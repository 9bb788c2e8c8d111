use crate::Embedder;
use crate::OpenAiConfig;
use crate::error::EmbeddingError;
use crate::error::Result;
use crate::validate_vector;
use async_trait::async_trait;
use log::debug;
use reqwest::header::AUTHORIZATION;
use reqwest::header::HeaderMap;
use reqwest::header::HeaderValue;
use serde::Deserialize;
use serde::Serialize;
use std::time::Duration;

pub const OPENAI_API_KEY_ENV: &str = "OPENAI_API_KEY";

const DEFAULT_TIMEOUT: Duration = Duration::from_secs(30);

#[derive(Serialize)]
struct EmbeddingRequest<'a> {
    model: &'a str,
    input: &'a str,
}

#[derive(Deserialize)]
struct EmbeddingResponse {
    data: Vec<EmbeddingData>,
}

#[derive(Deserialize)]
struct EmbeddingData {
    embedding: Vec<f32>,
}

/// Provider for OpenAI-compatible `/embeddings` endpoints.
#[derive(Clone)]
pub struct OpenAiEmbedder {
    http: reqwest::Client,
    config: OpenAiConfig,
    api_key: String,
    name: String,
}

impl OpenAiEmbedder {
    /// Build a client, resolving the API key from config or `OPENAI_API_KEY`.
    pub fn new(config: OpenAiConfig) -> Result<Self> {
        let api_key = match config.api_key.clone().filter(|k| !k.trim().is_empty()) {
            Some(key) => key,
            None => std::env::var(OPENAI_API_KEY_ENV)
                .ok()
                .filter(|k| !k.trim().is_empty())
                .ok_or_else(|| EmbeddingError::MissingApiKey(OPENAI_API_KEY_ENV.to_string()))?,
        };
        Self::with_timeout(config, api_key, DEFAULT_TIMEOUT)
    }

    pub fn with_timeout(config: OpenAiConfig, api_key: String, timeout: Duration) -> Result<Self> {
        let http = reqwest::Client::builder().timeout(timeout).build()?;
        Ok(Self {
            http,
            name: format!("openai/{}", config.model),
            config,
            api_key,
        })
    }

    fn auth_headers(&self) -> Result<HeaderMap> {
        let mut headers = HeaderMap::new();
        let value = HeaderValue::from_str(&format!("Bearer {}", self.api_key))
            .map_err(|e| EmbeddingError::InvalidInput(format!("invalid API key: {e}")))?;
        headers.insert(AUTHORIZATION, value);
        Ok(headers)
    }
}

#[async_trait]
impl Embedder for OpenAiEmbedder {
    async fn embed(&self, text: &str) -> Result<Vec<f32>> {
        if text.trim().is_empty() {
            return Err(EmbeddingError::InvalidInput("empty text".to_string()));
        }

        let url = format!("{}/embeddings", self.config.base_url.trim_end_matches('/'));
        debug!("POST {url} ({} chars)", text.chars().count());
        let resp = self
            .http
            .post(url)
            .headers(self.auth_headers()?)
            .json(&EmbeddingRequest {
                model: &self.config.model,
                input: text,
            })
            .send()
            .await?;
        if !resp.status().is_success() {
            let status = resp.status().as_u16();
            let body = resp.text().await.unwrap_or_default();
            return Err(EmbeddingError::Http { status, body });
        }

        let body: EmbeddingResponse = resp.json().await?;
        let embedding = body
            .data
            .into_iter()
            .next()
            .map(|data| data.embedding)
            .unwrap_or_default();
        validate_vector(embedding, self.config.dimension)
    }

    fn dimension(&self) -> usize {
        self.config.dimension
    }

    fn name(&self) -> &str {
        &self.name
    }
}
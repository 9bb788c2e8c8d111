use crate::Declaration;
use crate::Extraction;
use crate::Language;
use crate::ParseError;
use crate::SourceFile;
use crate::SymbolExtractor;
use crate::Use;
use crate::UseTarget;
use crate::position::LineIndex;
use crate::position::Range;
use crate::rules;
use log::debug;
use std::collections::HashSet;
use tree_sitter::Node;
use tree_sitter::Parser;

/// Symbol extractor backed by tree-sitter grammars.
///
/// A fresh parser is created per call, so one instance can serve any number
/// of concurrent extractions.
#[derive(Debug, Clone, Copy, Default)]
pub struct TreeSitterExtractor;

impl TreeSitterExtractor {
    pub fn new() -> Self {
        Self
    }
}

impl SymbolExtractor for TreeSitterExtractor {
    fn supports(&self, language: Language) -> bool {
        language.has_tree_sitter_support()
    }

    fn extract(&self, file: &SourceFile) -> Result<Extraction, ParseError> {
        let language = file.language;
        let grammar = rules::grammar(language).ok_or_else(|| {
            ParseError::new(format!("no grammar registered for {language:?}"))
        })?;

        let mut parser = Parser::new();
        parser.set_language(&grammar).map_err(|err| {
            ParseError::new(format!("failed to load {} grammar: {err}", language.name()))
        })?;
        let tree = parser
            .parse(&file.content, None)
            .ok_or_else(|| ParseError::new(format!("failed to parse {}", file.path.display())))?;

        let source = file.content.as_str();
        let lines = LineIndex::new(source);
        let root = tree.root_node();

        if root.has_error() {
            let position = first_error(root).map(|node| {
                let point = node.start_position();
                lines.position(point.row, point.column)
            });
            let message = match position {
                Some(position) => format!("syntax error at {position}"),
                None => "syntax error".to_string(),
            };
            return Err(ParseError { message, position });
        }

        let mut extraction = Extraction::default();
        let mut declared_names: HashSet<usize> = HashSet::new();
        let mut stack = vec![root];

        while let Some(node) = stack.pop() {
            if let Some((kind, name_node)) = rules::classify(language, node, source) {
                if let Some(name) = rules::text(name_node, source) {
                    declared_names.insert(name_node.id());
                    extraction.symbols.push(Declaration {
                        name,
                        kind,
                        range: node_range(&lines, node),
                        selection_range: node_range(&lines, name_node),
                        byte_range: node.byte_range(),
                        container: rules::container_name(language, node, source),
                    });
                }
            } else if rules::is_use(language, node) && !declared_names.contains(&node.id()) {
                if let Some(name) = rules::text(node, source) {
                    extraction.uses.push(Use {
                        file: file.path.clone(),
                        range: node_range(&lines, node),
                        target: UseTarget::Name(name),
                    });
                }
            }

            let mut cursor = node.walk();
            let children: Vec<Node<'_>> = node.named_children(&mut cursor).collect();
            stack.extend(children.into_iter().rev());
        }

        debug!(
            "Extracted {} symbols and {} uses from {}",
            extraction.symbols.len(),
            extraction.uses.len(),
            file.path.display()
        );

        Ok(extraction)
    }
}

fn node_range(lines: &LineIndex<'_>, node: Node<'_>) -> Range {
    let start = node.start_position();
    let end = node.end_position();
    Range::new(
        lines.position(start.row, start.column),
        lines.position(end.row, end.column),
    )
}

/// First error or missing node in source order.
fn first_error(root: Node<'_>) -> Option<Node<'_>> {
    let mut stack = vec![root];
    while let Some(node) = stack.pop() {
        if node.is_error() || node.is_missing() {
            return Some(node);
        }
        let mut cursor = node.walk();
        let children: Vec<Node<'_>> = node
            .children(&mut cursor)
            .filter(|child| child.has_error() || child.is_missing())
            .collect();
        stack.extend(children.into_iter().rev());
    }
    None
}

## Task item
Each of the entries above is to be repeated exactly.

## Solution to this problem
repository 9bb788c2e8c8d111
use crate::Embedder;
use crate::OpenAiConfig;
use crate::error::EmbeddingError;
use crate::error::Result;
use crate::validate_vector;
use async_trait::async_trait;
use log::debug;
use reqwest::header::AUTHORIZATION;
use reqwest::header::HeaderMap;
use reqwest::header::HeaderValue;
use serde::Deserialize;
use serde::Serialize;
use std::time::Duration;

pub const OPENAI_API_KEY_ENV: &str = "OPENAI_API_KEY";

const DEFAULT_TIMEOUT: Duration = Duration::from_secs(30);

#[derive(Serialize)]
struct EmbeddingRequest<'a> {
    model: &'a str,
    input: &'a str,
}

#[derive(Deserialize)]
struct EmbeddingResponse {
    data: Vec<EmbeddingData>,
}

#[derive(Deserialize)]
struct EmbeddingData {
    embedding: Vec<f32>,
}

/// Provider for OpenAI-compatible `/embeddings` endpoints.
#[derive(Clone)]
pub struct OpenAiEmbedder {
    http: reqwest::Client,
    config: OpenAiConfig,
    api_key: String,
    name: String,
}

impl OpenAiEmbedder {
    /// Build a client, resolving the API key from config or `OPENAI_API_KEY`.
    pub fn new(config: OpenAiConfig) -> Result<Self> {
        let api_key = match config.api_key.clone().filter(|k| !k.trim().is_empty()) {
            Some(key) => key,
            None => std::env::var(OPENAI_API_KEY_ENV)
                .ok()
                .filter(|k| !k.trim().is_empty())
                .ok_or_else(|| EmbeddingError::MissingApiKey(OPENAI_API_KEY_ENV.to_string()))?,
        };
        Self::with_timeout(config, api_key, DEFAULT_TIMEOUT)
    }

    pub fn with_timeout(config: OpenAiConfig, api_key: String, timeout: Duration) -> Result<Self> {
        let http = reqwest::Client::builder().timeout(timeout).build()?;
        Ok(Self {
            http,
            name: format!("openai/{}", config.model),
            config,
            api_key,
        })
    }

    fn auth_headers(&self) -> Result<HeaderMap> {
        let mut headers = HeaderMap::new();
        let value = HeaderValue::from_str(&format!("Bearer {}", self.api_key))
            .map_err(|e| EmbeddingError::InvalidInput(format!("invalid API key: {e}")))?;
        headers.insert(AUTHORIZATION, value);
        Ok(headers)
    }
}

#[async_trait]
impl Embedder for OpenAiEmbedder {
    async fn embed(&self, text: &str) -> Result<Vec<f32>> {
        if text.trim().is_empty() {
            return Err(EmbeddingError::InvalidInput("empty text".to_string()));
        }

        let url = format!("{}/embeddings", self.config.base_url.trim_end_matches('/'));
        debug!("POST {url} ({} chars)", text.chars().count());
        let resp = self
            .http
            .post(url)
            .headers(self.auth_headers()?)
            .json(&EmbeddingRequest {
                model: &self.config.model,
                input: text,
            })
            .send()
            .await?;
        if !resp.status().is_success() {
            let status = resp.status().as_u16();
            let body = resp.text().await.unwrap_or_default();
            return Err(EmbeddingError::Http { status, body });
        }

        let body: EmbeddingResponse = resp.json().await?;
        let embedding = body
            .data
            .into_iter()
            .next()
            .map(|data| data.embedding)
            .unwrap_or_default();
        validate_vector(embedding, self.config.dimension)
    }

    fn dimension(&self) -> usize {
        self.config.dimension
    }

    fn name(&self) -> &str {
        &self.name
    }
}
repository 9bb788c2e8c8d111
use crate::Declaration;
use crate::Extraction;
use crate::Language;
use crate::ParseError;
use crate::SourceFile;
use crate::SymbolExtractor;
use crate::Use;
use crate::UseTarget;
use crate::position::LineIndex;
use crate::position::Range;
use crate::rules;
use log::debug;
use std::collections::HashSet;
use tree_sitter::Node;
use tree_sitter::Parser;

/// Symbol extractor backed by tree-sitter grammars.
///
/// A fresh parser is created per call, so one instance can serve any number
/// of concurrent extractions.
#[derive(Debug, Clone, Copy, Default)]
pub struct TreeSitterExtractor;

impl TreeSitterExtractor {
    pub fn new() -> Self {
        Self
    }
}

impl SymbolExtractor for TreeSitterExtractor {
    fn supports(&self, language: Language) -> bool {
        language.has_tree_sitter_support()
    }

    fn extract(&self, file: &SourceFile) -> Result<Extraction, ParseError> {
        let language = file.language;
        let grammar = rules::grammar(language).ok_or_else(|| {
            ParseError::new(format!("no grammar registered for {language:?}"))
        })?;

        let mut parser = Parser::new();
        parser.set_language(&grammar).map_err(|err| {
            ParseError::new(format!("failed to load {} grammar: {err}", language.name()))
        })?;
        let tree = parser
            .parse(&file.content, None)
            .ok_or_else(|| ParseError::new(format!("failed to parse {}", file.path.display())))?;

        let source = file.content.as_str();
        let lines = LineIndex::new(source);
        let root = tree.root_node();

        if root.has_error() {
            let position = first_error(root).map(|node| {
                let point = node.start_position();
                lines.position(point.row, point.column)
            });
            let message = match position {
                Some(position) => format!("syntax error at {position}"),
                None => "syntax error".to_string(),
            };
            return Err(ParseError { message, position });
        }

        let mut extraction = Extraction::default();
        let mut declared_names: HashSet<usize> = HashSet::new();
        let mut stack = vec![root];

        while let Some(node) = stack.pop() {
            if let Some((kind, name_node)) = rules::classify(language, node, source) {
                if let Some(name) = rules::text(name_node, source) {
                    declared_names.insert(name_node.id());
                    extraction.symbols.push(Declaration {
                        name,
                        kind,
                        range: node_range(&lines, node),
                        selection_range: node_range(&lines, name_node),
                        byte_range: node.byte_range(),
                        container: rules::container_name(language, node, source),
                    });
                }
            } else if rules::is_use(language, node) && !declared_names.contains(&node.id()) {
                if let Some(name) = rules::text(node, source) {
                    extraction.uses.push(Use {
                        file: file.path.clone(),
                        range: node_range(&lines, node),
                        target: UseTarget::Name(name),
                    });
                }
            }

            let mut cursor = node.walk();
            let children: Vec<Node<'_>> = node.named_children(&mut cursor).collect();
            stack.extend(children.into_iter().rev());
        }

        debug!(
            "Extracted {} symbols and {} uses from {}",
            extraction.symbols.len(),
            extraction.uses.len(),
            file.path.display()
        );

        Ok(extraction)
    }
}

fn node_range(lines: &LineIndex<'_>, node: Node<'_>) -> Range {
    let start = node.start_position();
    let end = node.end_position();
    Range::new(
        lines.position(start.row, start.column),
        lines.position(end.row, end.column),
    )
}

/// First error or missing node in source order.
fn first_error(root: Node<'_>) -> Option<Node<'_>> {
    let mut stack = vec![root];
    while let Some(node) = stack.pop() {
        if node.is_error() || node.is_missing() {
            return Some(node);
        }
        let mut cursor = node.walk();
        let children: Vec<Node<'_>> = node
            .children(&mut cursor)
            .filter(|child| child.has_error() || child.is_missing())
            .collect();
        stack.extend(children.into_iter().rev());
    }
    None
}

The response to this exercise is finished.